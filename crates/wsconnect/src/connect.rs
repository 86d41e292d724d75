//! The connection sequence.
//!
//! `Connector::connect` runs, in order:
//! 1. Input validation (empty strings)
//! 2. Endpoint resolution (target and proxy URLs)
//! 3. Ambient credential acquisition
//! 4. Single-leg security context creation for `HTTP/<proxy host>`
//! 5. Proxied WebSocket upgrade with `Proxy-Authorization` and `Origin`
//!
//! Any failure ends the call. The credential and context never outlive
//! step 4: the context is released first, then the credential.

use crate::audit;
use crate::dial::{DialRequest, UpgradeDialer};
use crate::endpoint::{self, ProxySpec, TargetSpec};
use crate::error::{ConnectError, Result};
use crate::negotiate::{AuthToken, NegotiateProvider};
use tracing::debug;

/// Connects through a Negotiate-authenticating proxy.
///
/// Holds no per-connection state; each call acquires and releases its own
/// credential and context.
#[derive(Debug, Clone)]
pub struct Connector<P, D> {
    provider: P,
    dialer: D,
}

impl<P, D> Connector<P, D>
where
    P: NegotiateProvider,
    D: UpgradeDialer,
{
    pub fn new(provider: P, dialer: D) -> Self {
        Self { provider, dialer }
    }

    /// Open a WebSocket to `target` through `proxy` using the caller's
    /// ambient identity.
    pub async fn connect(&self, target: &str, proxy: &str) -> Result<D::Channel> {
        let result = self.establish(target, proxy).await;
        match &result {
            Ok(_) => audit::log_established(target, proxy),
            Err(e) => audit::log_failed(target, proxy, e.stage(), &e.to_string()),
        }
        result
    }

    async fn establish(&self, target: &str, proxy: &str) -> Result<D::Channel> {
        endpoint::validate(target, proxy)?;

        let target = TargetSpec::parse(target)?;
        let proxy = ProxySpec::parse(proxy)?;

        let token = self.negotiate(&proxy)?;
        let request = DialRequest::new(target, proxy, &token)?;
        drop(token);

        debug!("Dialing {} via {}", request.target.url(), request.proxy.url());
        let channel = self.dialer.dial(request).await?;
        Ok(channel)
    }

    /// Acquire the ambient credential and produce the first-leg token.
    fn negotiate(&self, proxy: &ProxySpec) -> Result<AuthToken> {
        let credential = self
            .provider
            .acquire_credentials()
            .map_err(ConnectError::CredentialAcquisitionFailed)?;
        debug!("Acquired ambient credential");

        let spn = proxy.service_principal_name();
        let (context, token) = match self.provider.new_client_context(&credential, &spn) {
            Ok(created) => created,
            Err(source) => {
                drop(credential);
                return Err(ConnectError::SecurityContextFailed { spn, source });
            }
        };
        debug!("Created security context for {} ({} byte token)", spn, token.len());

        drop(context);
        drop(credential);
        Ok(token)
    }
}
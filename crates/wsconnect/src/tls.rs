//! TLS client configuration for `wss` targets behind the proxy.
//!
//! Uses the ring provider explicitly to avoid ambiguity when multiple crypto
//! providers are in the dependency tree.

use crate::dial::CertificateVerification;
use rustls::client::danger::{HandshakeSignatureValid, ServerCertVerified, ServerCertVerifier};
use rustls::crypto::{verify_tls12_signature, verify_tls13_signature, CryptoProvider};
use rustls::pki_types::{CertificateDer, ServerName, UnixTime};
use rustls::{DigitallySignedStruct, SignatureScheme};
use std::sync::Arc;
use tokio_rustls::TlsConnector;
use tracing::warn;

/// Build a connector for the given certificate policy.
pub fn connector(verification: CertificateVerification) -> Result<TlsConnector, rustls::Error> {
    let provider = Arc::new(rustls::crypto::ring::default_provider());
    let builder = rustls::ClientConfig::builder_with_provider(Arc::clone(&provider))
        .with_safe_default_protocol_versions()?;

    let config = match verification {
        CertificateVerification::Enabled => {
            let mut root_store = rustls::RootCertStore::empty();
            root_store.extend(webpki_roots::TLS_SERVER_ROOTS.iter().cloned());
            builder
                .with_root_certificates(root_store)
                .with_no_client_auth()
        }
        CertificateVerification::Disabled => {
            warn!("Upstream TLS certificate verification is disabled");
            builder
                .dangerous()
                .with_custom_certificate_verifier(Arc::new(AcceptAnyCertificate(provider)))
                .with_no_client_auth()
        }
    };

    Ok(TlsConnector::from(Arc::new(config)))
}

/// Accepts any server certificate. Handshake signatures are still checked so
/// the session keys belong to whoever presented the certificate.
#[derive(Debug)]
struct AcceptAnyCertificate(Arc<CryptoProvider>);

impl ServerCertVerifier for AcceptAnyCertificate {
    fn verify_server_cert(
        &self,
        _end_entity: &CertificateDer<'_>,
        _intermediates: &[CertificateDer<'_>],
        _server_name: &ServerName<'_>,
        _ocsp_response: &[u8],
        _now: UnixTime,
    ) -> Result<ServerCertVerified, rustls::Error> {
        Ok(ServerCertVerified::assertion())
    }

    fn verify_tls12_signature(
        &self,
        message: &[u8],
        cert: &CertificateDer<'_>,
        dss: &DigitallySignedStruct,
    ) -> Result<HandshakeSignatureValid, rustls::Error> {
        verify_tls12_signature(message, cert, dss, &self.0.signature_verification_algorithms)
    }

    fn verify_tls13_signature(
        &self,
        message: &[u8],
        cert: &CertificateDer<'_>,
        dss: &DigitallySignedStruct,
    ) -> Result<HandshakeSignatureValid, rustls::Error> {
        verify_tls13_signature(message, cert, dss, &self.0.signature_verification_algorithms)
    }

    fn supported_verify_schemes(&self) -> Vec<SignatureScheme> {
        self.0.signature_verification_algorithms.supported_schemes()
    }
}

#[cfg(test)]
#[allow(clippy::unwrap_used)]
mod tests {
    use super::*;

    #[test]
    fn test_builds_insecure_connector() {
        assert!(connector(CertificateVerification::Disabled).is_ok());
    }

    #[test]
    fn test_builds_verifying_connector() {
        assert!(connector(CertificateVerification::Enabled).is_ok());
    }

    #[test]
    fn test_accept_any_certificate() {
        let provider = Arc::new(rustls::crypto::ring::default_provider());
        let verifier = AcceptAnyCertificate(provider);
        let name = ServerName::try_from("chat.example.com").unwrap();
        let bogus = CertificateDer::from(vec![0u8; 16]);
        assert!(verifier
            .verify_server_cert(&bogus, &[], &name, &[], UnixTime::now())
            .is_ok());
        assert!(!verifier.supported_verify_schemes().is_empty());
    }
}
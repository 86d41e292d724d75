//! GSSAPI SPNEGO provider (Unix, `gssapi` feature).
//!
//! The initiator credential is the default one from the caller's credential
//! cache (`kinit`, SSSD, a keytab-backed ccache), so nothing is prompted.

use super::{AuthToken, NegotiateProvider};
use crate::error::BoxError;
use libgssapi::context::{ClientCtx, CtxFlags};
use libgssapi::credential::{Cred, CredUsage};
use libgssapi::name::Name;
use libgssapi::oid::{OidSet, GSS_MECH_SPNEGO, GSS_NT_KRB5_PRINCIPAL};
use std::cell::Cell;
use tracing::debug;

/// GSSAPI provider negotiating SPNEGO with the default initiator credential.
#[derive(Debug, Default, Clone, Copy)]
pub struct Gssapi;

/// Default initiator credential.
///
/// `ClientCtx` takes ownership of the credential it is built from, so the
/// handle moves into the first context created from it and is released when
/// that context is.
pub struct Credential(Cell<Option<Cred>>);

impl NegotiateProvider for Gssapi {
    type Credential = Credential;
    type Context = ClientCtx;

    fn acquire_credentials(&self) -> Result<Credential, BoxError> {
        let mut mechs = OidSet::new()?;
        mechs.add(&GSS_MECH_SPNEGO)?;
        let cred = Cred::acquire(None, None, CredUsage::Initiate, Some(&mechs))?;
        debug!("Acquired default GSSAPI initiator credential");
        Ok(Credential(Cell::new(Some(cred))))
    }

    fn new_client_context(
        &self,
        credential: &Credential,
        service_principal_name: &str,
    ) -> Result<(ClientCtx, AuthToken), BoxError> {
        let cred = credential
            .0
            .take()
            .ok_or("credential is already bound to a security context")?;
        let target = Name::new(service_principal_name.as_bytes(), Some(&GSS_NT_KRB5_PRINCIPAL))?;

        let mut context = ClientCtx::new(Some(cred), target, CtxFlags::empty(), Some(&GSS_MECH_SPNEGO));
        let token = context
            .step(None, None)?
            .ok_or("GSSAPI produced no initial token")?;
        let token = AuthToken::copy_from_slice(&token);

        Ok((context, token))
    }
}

☆ ☆ ☆ ☆ ☆

▶ **Required action**
Go through the material above, and wherever a line holds the word "super", copy it.

▶ **Result**
    use super::*;
use super::{AuthToken, NegotiateProvider};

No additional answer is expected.